Task prompt
The required output is every entry below, copied exactly.

Data listing
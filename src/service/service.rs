//! # The `Service` trait: lifecycle hooks and declarations.
//!
//! A service is a capability interface: implement the hooks you need, leave
//! the rest defaulted. The engine ([`Supervised`](crate::Supervised)) drives
//! the hooks in a fixed order:
//!
//! | Hook | When | Error effect |
//! |---|---|---|
//! | `declare_children` | Once per construction, at first start | — |
//! | `on_first_start` | First start per construction | Crashed |
//! | `on_start` | Every start, before children | Crashed |
//! | `on_started` | After activities are scheduled | Crashed |
//! | `on_stop` | Start of stop, before children | Logged, continue |
//! | `on_shutdown` | End of stop | Logged, continue |
//! | `on_restart` | Before re-running start | Crashed |
//!
//! Every hook receives a [`ServiceContext`] bound to the owning node: use it
//! for `sleep`, `should_stop` checks, and dynamic activity registration.
//!
//! ## Rules
//! - Hooks must not call `start()`/`stop()` on their own node; they run inside
//!   those operations.
//! - Long work belongs in activities ([`Service::declare_activities`]), not in
//!   hooks.

use std::borrow::Cow;
use std::sync::Arc;

use async_trait::async_trait;

use crate::activities::ActivitySpec;
use crate::error::ActivityError;
use crate::policies::CrashPolicy;
use crate::service::context::ServiceContext;
use crate::service::supervised::SupervisedRef;

/// Shared handle to a service implementation.
pub type ServiceRef = Arc<dyn Service>;

/// A unit with a lifecycle and a set of owned background activities.
///
/// All methods have defaults; an empty `impl Service for Foo {}` is a valid
/// inert service, useful for grouping children.
#[async_trait]
pub trait Service: Send + Sync + 'static {
    /// Human name used in logs and events. Defaults to the type name.
    fn name(&self) -> Cow<'static, str> {
        let full = std::any::type_name::<Self>();
        Cow::Borrowed(full.rsplit("::").next().unwrap_or(full))
    }

    /// How the parent of this service reacts when this service crashes.
    fn crash_policy(&self) -> CrashPolicy {
        CrashPolicy::default()
    }

    /// Children started before this service finishes starting, stopped after
    /// it begins stopping. Collected once per construction; order is start
    /// order.
    fn declare_children(&self) -> Vec<SupervisedRef> {
        Vec::new()
    }

    /// Background activities launched on every start.
    fn declare_activities(&self) -> Vec<ActivitySpec> {
        Vec::new()
    }

    /// Runs once per construction, before the first `on_start`.
    async fn on_first_start(&self, ctx: &ServiceContext) -> Result<(), ActivityError> {
        let _ = ctx;
        Ok(())
    }

    /// Runs on every start, before declared children are started.
    async fn on_start(&self, ctx: &ServiceContext) -> Result<(), ActivityError> {
        let _ = ctx;
        Ok(())
    }

    /// Runs after children are up and activities are scheduled, immediately
    /// before the service is marked Running.
    async fn on_started(&self, ctx: &ServiceContext) -> Result<(), ActivityError> {
        let _ = ctx;
        Ok(())
    }

    /// Runs at the start of stop, before children are stopped and before
    /// activities are cancelled. Errors are logged, not propagated.
    async fn on_stop(&self, ctx: &ServiceContext) -> Result<(), ActivityError> {
        let _ = ctx;
        Ok(())
    }

    /// Runs at the very end of stop, after every activity has returned.
    /// Errors are logged, not propagated.
    async fn on_shutdown(&self, ctx: &ServiceContext) -> Result<(), ActivityError> {
        let _ = ctx;
        Ok(())
    }

    /// Runs before `start()` is re-entered from Shutdown or Crashed.
    async fn on_restart(&self, ctx: &ServiceContext) -> Result<(), ActivityError> {
        let _ = ctx;
        Ok(())
    }
}
//! Supervisor strategies: services that revive other services.
//!
//! A [`SupervisorStrategy`] watches registered services and restarts them when
//! they crash, under a restart-rate budget. The parent of a watched service
//! should isolate child crashes ([`CrashPolicy::Isolate`](crate::CrashPolicy))
//! so the strategy, not propagation, decides what happens. The crash-through
//! variant is the degenerate strategy: it revives nothing and re-raises the
//! first watched crash as its own.

mod strategy;

pub use strategy::{ReviveScope, StrategyHandle, SupervisorStrategy};
//! # Backoff policy for reviving crashed services.
//!
//! [`BackoffPolicy`] controls how the delay before a revive grows when a
//! service keeps crashing. Parameterized by:
//! - [`BackoffPolicy::first`] — the initial delay;
//! - [`BackoffPolicy::factor`] — the multiplicative growth factor;
//! - [`BackoffPolicy::max`] — the delay cap.
//!
//! # Example
//! ```
//! use std::time::Duration;
//! use servisor::BackoffPolicy;
//!
//! let backoff = BackoffPolicy {
//!     first: Duration::from_millis(100),
//!     max: Duration::from_secs(10),
//!     factor: 2.0,
//! };
//!
//! assert_eq!(backoff.next(None), Duration::from_millis(100));
//! assert_eq!(backoff.next(Some(Duration::from_millis(100))), Duration::from_millis(200));
//! assert_eq!(backoff.next(Some(Duration::from_secs(20))), Duration::from_secs(10));
//! ```

use std::time::Duration;

/// Revive backoff policy.
#[derive(Clone, Copy, Debug)]
pub struct BackoffPolicy {
    /// Initial delay before the first revive.
    pub first: Duration,
    /// Maximum delay cap.
    pub max: Duration,
    /// Multiplicative growth factor (`>= 1.0` recommended).
    pub factor: f64,
}

impl Default for BackoffPolicy {
    /// Returns a policy with `first = 100ms`, `max = 30s`, `factor = 2.0`.
    fn default() -> Self {
        Self {
            first: Duration::from_millis(100),
            max: Duration::from_secs(30),
            factor: 2.0,
        }
    }
}

impl BackoffPolicy {
    /// Computes the next delay from the previous one.
    ///
    /// `None` returns [`BackoffPolicy::first`]; otherwise the previous delay
    /// is multiplied by [`BackoffPolicy::factor`] and capped at
    /// [`BackoffPolicy::max`].
    pub fn next(&self, prev: Option<Duration>) -> Duration {
        match prev {
            None => self.first,
            Some(d) => {
                let next = (d.as_secs_f64() * self.factor).min(self.max.as_secs_f64());
                Duration::from_secs_f64(next)
            }
        }
    }
}

#[cfg(test)]
mod tests {
    use super::BackoffPolicy;
    use std::time::Duration;

    #[test]
    fn grows_by_factor_and_caps() {
        let policy = BackoffPolicy {
            first: Duration::from_millis(50),
            max: Duration::from_millis(400),
            factor: 4.0,
        };
        let d1 = policy.next(None);
        let d2 = policy.next(Some(d1));
        let d3 = policy.next(Some(d2));
        assert_eq!(d1, Duration::from_millis(50));
        assert_eq!(d2, Duration::from_millis(200));
        assert_eq!(d3, Duration::from_millis(400));
    }
}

Solution below
filename src/service/service.rs
//! # The `Service` trait: lifecycle hooks and declarations.
//!
//! A service is a capability interface: implement the hooks you need, leave
//! the rest defaulted. The engine ([`Supervised`](crate::Supervised)) drives
//! the hooks in a fixed order:
//!
//! | Hook | When | Error effect |
//! |---|---|---|
//! | `declare_children` | Once per construction, at first start | — |
//! | `on_first_start` | First start per construction | Crashed |
//! | `on_start` | Every start, before children | Crashed |
//! | `on_started` | After activities are scheduled | Crashed |
//! | `on_stop` | Start of stop, before children | Logged, continue |
//! | `on_shutdown` | End of stop | Logged, continue |
//! | `on_restart` | Before re-running start | Crashed |
//!
//! Every hook receives a [`ServiceContext`] bound to the owning node: use it
//! for `sleep`, `should_stop` checks, and dynamic activity registration.
//!
//! ## Rules
//! - Hooks must not call `start()`/`stop()` on their own node; they run inside
//!   those operations.
//! - Long work belongs in activities ([`Service::declare_activities`]), not in
//!   hooks.

use std::borrow::Cow;
use std::sync::Arc;

use async_trait::async_trait;

use crate::activities::ActivitySpec;
use crate::error::ActivityError;
use crate::policies::CrashPolicy;
use crate::service::context::ServiceContext;
use crate::service::supervised::SupervisedRef;

/// Shared handle to a service implementation.
pub type ServiceRef = Arc<dyn Service>;

/// A unit with a lifecycle and a set of owned background activities.
///
/// All methods have defaults; an empty `impl Service for Foo {}` is a valid
/// inert service, useful for grouping children.
#[async_trait]
pub trait Service: Send + Sync + 'static {
    /// Human name used in logs and events. Defaults to the type name.
    fn name(&self) -> Cow<'static, str> {
        let full = std::any::type_name::<Self>();
        Cow::Borrowed(full.rsplit("::").next().unwrap_or(full))
    }

    /// How the parent of this service reacts when this service crashes.
    fn crash_policy(&self) -> CrashPolicy {
        CrashPolicy::default()
    }

    /// Children started before this service finishes starting, stopped after
    /// it begins stopping. Collected once per construction; order is start
    /// order.
    fn declare_children(&self) -> Vec<SupervisedRef> {
        Vec::new()
    }

    /// Background activities launched on every start.
    fn declare_activities(&self) -> Vec<ActivitySpec> {
        Vec::new()
    }

    /// Runs once per construction, before the first `on_start`.
    async fn on_first_start(&self, ctx: &ServiceContext) -> Result<(), ActivityError> {
        let _ = ctx;
        Ok(())
    }

    /// Runs on every start, before declared children are started.
    async fn on_start(&self, ctx: &ServiceContext) -> Result<(), ActivityError> {
        let _ = ctx;
        Ok(())
    }

    /// Runs after children are up and activities are scheduled, immediately
    /// before the service is marked Running.
    async fn on_started(&self, ctx: &ServiceContext) -> Result<(), ActivityError> {
        let _ = ctx;
        Ok(())
    }

    /// Runs at the start of stop, before children are stopped and before
    /// activities are cancelled. Errors are logged, not propagated.
    async fn on_stop(&self, ctx: &ServiceContext) -> Result<(), ActivityError> {
        let _ = ctx;
        Ok(())
    }

    /// Runs at the very end of stop, after every activity has returned.
    /// Errors are logged, not propagated.
    async fn on_shutdown(&self, ctx: &ServiceContext) -> Result<(), ActivityError> {
        let _ = ctx;
        Ok(())
    }

    /// Runs before `start()` is re-entered from Shutdown or Crashed.
    async fn on_restart(&self, ctx: &ServiceContext) -> Result<(), ActivityError> {
        let _ = ctx;
        Ok(())
    }
}
//! Supervisor strategies: services that revive other services.
//!
//! A [`SupervisorStrategy`] watches registered services and restarts them when
//! they crash, under a restart-rate budget. The parent of a watched service
//! should isolate child crashes ([`CrashPolicy::Isolate`](crate::CrashPolicy))
//! so the strategy, not propagation, decides what happens. The crash-through
//! variant is the degenerate strategy: it revives nothing and re-raises the
//! first watched crash as its own.

mod strategy;

pub use strategy::{ReviveScope, StrategyHandle, SupervisorStrategy};
//! # Backoff policy for reviving crashed services.
//!
//! [`BackoffPolicy`] controls how the delay before a revive grows when a
//! service keeps crashing. Parameterized by:
//! - [`BackoffPolicy::first`] — the initial delay;
//! - [`BackoffPolicy::factor`] — the multiplicative growth factor;
//! - [`BackoffPolicy::max`] — the delay cap.
//!
//! # Example
//! ```
//! use std::time::Duration;
//! use servisor::BackoffPolicy;
//!
//! let backoff = BackoffPolicy {
//!     first: Duration::from_millis(100),
//!     max: Duration::from_secs(10),
//!     factor: 2.0,
//! };
//!
//! assert_eq!(backoff.next(None), Duration::from_millis(100));
//! assert_eq!(backoff.next(Some(Duration::from_millis(100))), Duration::from_millis(200));
//! assert_eq!(backoff.next(Some(Duration::from_secs(20))), Duration::from_secs(10));
//! ```

use std::time::Duration;

/// Revive backoff policy.
#[derive(Clone, Copy, Debug)]
pub struct BackoffPolicy {
    /// Initial delay before the first revive.
    pub first: Duration,
    /// Maximum delay cap.
    pub max: Duration,
    /// Multiplicative growth factor (`>= 1.0` recommended).
    pub factor: f64,
}

impl Default for BackoffPolicy {
    /// Returns a policy with `first = 100ms`, `max = 30s`, `factor = 2.0`.
    fn default() -> Self {
        Self {
            first: Duration::from_millis(100),
            max: Duration::from_secs(30),
            factor: 2.0,
        }
    }
}

impl BackoffPolicy {
    /// Computes the next delay from the previous one.
    ///
    /// `None` returns [`BackoffPolicy::first`]; otherwise the previous delay
    /// is multiplied by [`BackoffPolicy::factor`] and capped at
    /// [`BackoffPolicy::max`].
    pub fn next(&self, prev: Option<Duration>) -> Duration {
        match prev {
            None => self.first,
            Some(d) => {
                let next = (d.as_secs_f64() * self.factor).min(self.max.as_secs_f64());
                Duration::from_secs_f64(next)
            }
        }
    }
}

#[cfg(test)]
mod tests {
    use super::BackoffPolicy;
    use std::time::Duration;

    #[test]
    fn grows_by_factor_and_caps() {
        let policy = BackoffPolicy {
            first: Duration::from_millis(50),
            max: Duration::from_millis(400),
            factor: 4.0,
        };
        let d1 = policy.next(None);
        let d2 = policy.next(Some(d1));
        let d3 = policy.next(Some(d2));
        assert_eq!(d1, Duration::from_millis(50));
        assert_eq!(d2, Duration::from_millis(200));
        assert_eq!(d3, Duration::from_millis(400));
    }
}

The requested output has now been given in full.